Bayesian regression problems using normal-inverse-gamma priors have analytical marginal likelihoods. This makes these models useful for validating methods that estimate marginal likelihoods, as we are trying to do here.

from bayes_linear_regression import norm_inv_gamma as nig
import numpy as np

First, we need to specify the parameters of the prior. In this demonstration, we want our model to have 2 regression parameters: one intercept and one gradient. We need to set the prior covariance matrix between these 2 parameters as well as the mean of the prior:

cov = np.eye(2)   
mu = np.zeros(shape=(2,1))

Next, will initiate the prior object. The inverse-gamma distribution has 2 parameters a and b which we will enter directly below:

prior = nig.NormalInverseGamma(a=3, b=1, mu=mu, cov=cov)

To make module validation easier, we can generate a toy regression problem by drawing regression parameters as well as data points from the prior:

explanatory, response, regression_params = nig.gen_toy_data(100, prior)

In the above, we are only drawing 100 data points.

One neat aspect of normal-inverse-gamma priors is that they are conjugate with the posterior. Calculating this posterior disribution is simple with this module:

post = nig.PostNormalInverseGamma(prior, explanatory, response)
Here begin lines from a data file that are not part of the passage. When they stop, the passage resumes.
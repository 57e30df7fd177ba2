// Composite sort key for "best line first" table ordering.

use super::resolve::ResolvedLine;

/// Derive a single totally-ordered key from a line's (point, price) pair.
///
/// Guarantees:
/// - any present point outranks any absent point,
/// - among equal points, higher price outranks lower,
/// - pure function of its inputs, so the ordering is stable and transitive
///   across ascending/descending table toggles.
///
/// The scaling constants are an engineering convention, not a business
/// rule: they only exist to make the point field dominate the price field
/// and to push absent values below every real quote. Quoted points are
/// half-point lines (0.5 and up) and American prices stay within a few
/// thousand, so the two fields cannot bleed into each other at this scale.
pub fn sort_key(point: Option<f64>, price: Option<f64>) -> f64 {
    point.unwrap_or(-1.0) * 100_000.0 + price.unwrap_or(-99_999.0)
}

impl ResolvedLine {
    /// Sort key for this line. Absent lines sort below every resolved line;
    /// use `sort_key(None, None)` for missing board entries.
    pub fn sort_key(&self) -> f64 {
        sort_key(Some(self.point), self.price)
    }
}
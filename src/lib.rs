// Library root: re-exports all modules so integration tests and external
// consumers can access the crate's public API.

pub mod config;
pub mod odds;
pub mod optimizer;
pub mod player;
pub mod pool;
pub mod roster;
pub mod upstream;
// HTTP implementation of the odds provider, speaking the provider's
// batched board endpoint.

use async_trait::async_trait;
use chrono::{DateTime, Utc};
use serde::Deserialize;
use tracing::debug;

use crate::upstream::ProviderError;

use super::aggregate::OddsProvider;
use super::observation::{LineObservation, Market, Outcome};

/// HTTP client for the odds provider API.
///
/// The board endpoint accepts the full player set and market set in one
/// request, which is what lets the aggregator stay at a constant number of
/// round trips.
pub struct OddsApiClient {
    http: reqwest::Client,
    base_url: String,
    api_key: Option<String>,
}

impl OddsApiClient {
    pub fn new(base_url: String, api_key: Option<String>) -> Self {
        Self {
            http: reqwest::Client::new(),
            base_url,
            api_key,
        }
    }
}

// ---------------------------------------------------------------------------
// Wire format
// ---------------------------------------------------------------------------

/// One observation as the provider serializes it. Unknown markets and
/// outcomes are dropped rather than failing the whole batch.
#[derive(Debug, Deserialize)]
struct WireObservation {
    player_id: String,
    market: String,
    bookmaker: String,
    outcome: String,
    point: Option<f64>,
    price: Option<f64>,
    probability: Option<f64>,
    observed_at: DateTime<Utc>,
}

impl WireObservation {
    fn into_observation(self) -> Option<LineObservation> {
        let market = Market::from_api_key(&self.market)?;
        let outcome = match self.outcome.as_str() {
            "Over" => Outcome::Over,
            "Under" => Outcome::Under,
            _ => return None,
        };
        Some(LineObservation {
            player_id: self.player_id,
            market,
            bookmaker: self.bookmaker,
            outcome,
            point: self.point,
            price: self.price,
            probability: self.probability,
            observed_at: self.observed_at,
        })
    }
}

#[async_trait]
impl OddsProvider for OddsApiClient {
    async fn fetch_observations(
        &self,
        week: u16,
        player_ids: &[String],
        markets: &[Market],
    ) -> Result<Vec<LineObservation>, ProviderError> {
        let market_keys: Vec<&str> = markets.iter().map(|m| m.api_key()).collect();

        let mut request = self
            .http
            .get(format!("{}/v1/board", self.base_url))
            .query(&[
                ("week", week.to_string()),
                ("players", player_ids.join(",")),
                ("markets", market_keys.join(",")),
            ]);
        if let Some(key) = &self.api_key {
            request = request.query(&[("apiKey", key.as_str())]);
        }

        let response = request.send().await?;
        let status = response.status();
        if !status.is_success() {
            return Err(ProviderError::Status {
                status: status.as_u16(),
            });
        }

        let wire: Vec<WireObservation> =
            response
                .json()
                .await
                .map_err(|e| ProviderError::Decode {
                    message: e.to_string(),
                })?;

        let total = wire.len();
        let observations: Vec<LineObservation> = wire
            .into_iter()
            .filter_map(WireObservation::into_observation)
            .collect();
        if observations.len() < total {
            debug!(
                dropped = total - observations.len(),
                "dropped observations with unknown market or outcome"
            );
        }

        Ok(observations)
    }
}
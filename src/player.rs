// Player pool domain types: positions and pool entries.

use serde::{Deserialize, Serialize};
use std::fmt;

/// Football positions used for roster slot eligibility.
#[derive(Debug, Clone, Copy, PartialEq, Eq, Hash, Serialize, Deserialize)]
pub enum Position {
    Quarterback,
    RunningBack,
    WideReceiver,
    TightEnd,
    Defense,
}

impl Position {
    /// Parse a position string into a Position enum.
    ///
    /// Handles the abbreviations the player pool feed uses:
    /// - "QB" -> Quarterback, "RB" -> RunningBack, "WR" -> WideReceiver
    /// - "TE" -> TightEnd, "DST"/"DEF"/"D" -> Defense
    pub fn from_str_pos(s: &str) -> Option<Self> {
        match s.to_uppercase().as_str() {
            "QB" => Some(Position::Quarterback),
            "RB" => Some(Position::RunningBack),
            "WR" => Some(Position::WideReceiver),
            "TE" => Some(Position::TightEnd),
            "DST" | "DEF" | "D" => Some(Position::Defense),
            _ => None,
        }
    }

    /// Return the display string for this position.
    pub fn display_str(&self) -> &'static str {
        match self {
            Position::Quarterback => "QB",
            Position::RunningBack => "RB",
            Position::WideReceiver => "WR",
            Position::TightEnd => "TE",
            Position::Defense => "DST",
        }
    }

    /// Whether this position is eligible for the FLEX slot (RB/WR/TE).
    pub fn is_flex_eligible(&self) -> bool {
        matches!(
            self,
            Position::RunningBack | Position::WideReceiver | Position::TightEnd
        )
    }
}

impl fmt::Display for Position {
    fn fmt(&self, f: &mut fmt::Formatter<'_>) -> fmt::Result {
        write!(f, "{}", self.display_str())
    }
}

/// One entry in the weekly player pool.
///
/// `excluded` players are ineligible for assignment and candidate ranking.
/// `tier` is the pool's 1..=4 quality band (1 = premium).
#[derive(Debug, Clone, Serialize, Deserialize)]
pub struct Player {
    pub player_id: String,
    pub name: String,
    pub position: Position,
    pub team: String,
    pub salary: u32,
    pub projected_points: f64,
    #[serde(default)]
    pub excluded: bool,
    pub tier: u8,
}

#[cfg(test)]
mod tests {
    use super::*;

    #[test]
    fn from_str_pos_standard_positions() {
        assert_eq!(Position::from_str_pos("QB"), Some(Position::Quarterback));
        assert_eq!(Position::from_str_pos("RB"), Some(Position::RunningBack));
        assert_eq!(Position::from_str_pos("WR"), Some(Position::WideReceiver));
        assert_eq!(Position::from_str_pos("TE"), Some(Position::TightEnd));
        assert_eq!(Position::from_str_pos("DST"), Some(Position::Defense));
    }

    #[test]
    fn from_str_pos_defense_aliases() {
        assert_eq!(Position::from_str_pos("DEF"), Some(Position::Defense));
        assert_eq!(Position::from_str_pos("D"), Some(Position::Defense));
    }

    #[test]
    fn from_str_pos_case_insensitive() {
        assert_eq!(Position::from_str_pos("qb"), Some(Position::Quarterback));
        assert_eq!(Position::from_str_pos("Wr"), Some(Position::WideReceiver));
        assert_eq!(Position::from_str_pos("dst"), Some(Position::Defense));
    }

    #[test]
    fn from_str_pos_invalid() {
        assert_eq!(Position::from_str_pos("K"), None);
        assert_eq!(Position::from_str_pos(""), None);
        assert_eq!(Position::from_str_pos("FLEX"), None);
    }

    #[test]
    fn display_str_roundtrip() {
        let positions = [
            Position::Quarterback,
            Position::RunningBack,
            Position::WideReceiver,
            Position::TightEnd,
            Position::Defense,
        ];
        for pos in positions {
            let parsed = Position::from_str_pos(pos.display_str());
            assert_eq!(parsed, Some(pos), "roundtrip failed for {}", pos);
        }
    }

    #[test]
    fn flex_eligibility() {
        assert!(Position::RunningBack.is_flex_eligible());
        assert!(Position::WideReceiver.is_flex_eligible());
        assert!(Position::TightEnd.is_flex_eligible());
        assert!(!Position::Quarterback.is_flex_eligible());
        assert!(!Position::Defense.is_flex_eligible());
    }
}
Estimates of the regression parameters can be obtained directly from post. Importantly for this repo, the (log of the) marginal likelihood of the posterior distribution can be accessed like so:

print(post.log_marg_like)

The lower bounds to the KL divergence

As described here, calculating a lower bound of the KL divergence between the prior and posterior allows us to get an upper bound to the marginal likelihood. The module kl_lower_bounds can estimate this lower bound using neural nets implemented with Jax.

from kl_lower_bounds import kl_lower_bounds as klb

Using the klb.get_kl_lower_bound, we can estimate the KL divergence between the prior and the postirior as long as we have samples from both. So let's quickly generate 5000 samples from each:

prior_samps = prior.rvs(5000)
post_samps = post.rvs(5000)

For the sake of this example, let's make the neural net very simple, with 1 hidden layer that contains 100 hidden units. The output layer must only have one unit for the KL divergence estimate. Currently, the activation functions are hard coded as softplus functions.

layer_shapes = (prior_samps.shape[1], 100, 1)

We'll intialize the parameters of neural net using zero-centered Gaussians and run the optimization:

nn_params = klb.init_nn_params(layer_shapes, scale=0.1, seed=1)
kl_lb, final_nn_params = klb.get_kl_lower_bound(nn_params,
                                                prior_samps, 
                                                post_samps, 
                                                batch_size=100,
                                                nsteps=10000,
                                                record_freq=5)

kl_lb is an array whose entries are lower bounds to the KL divergence between the prior and posterior. The final entry our final estimate for the KL divergence.

An upper bound to the marginal likelihood

To calculate an upper bound to marginal likelihood we need 2 ingredients: the posterior mean of the log likelihood and an upper bound of the KL divergence between the prior and posterior. The posterior mean of the log likelihood can be estimated like this:

post_mean_log_like = nig.nig.estimate_mean_loglike(post, explanatory, response)

and our upper bound for the marginal likelihood is the following:

print(post_mean_log_like - kl_lb[-1])

We can compare this upper bound to the true value post.log_marg_like.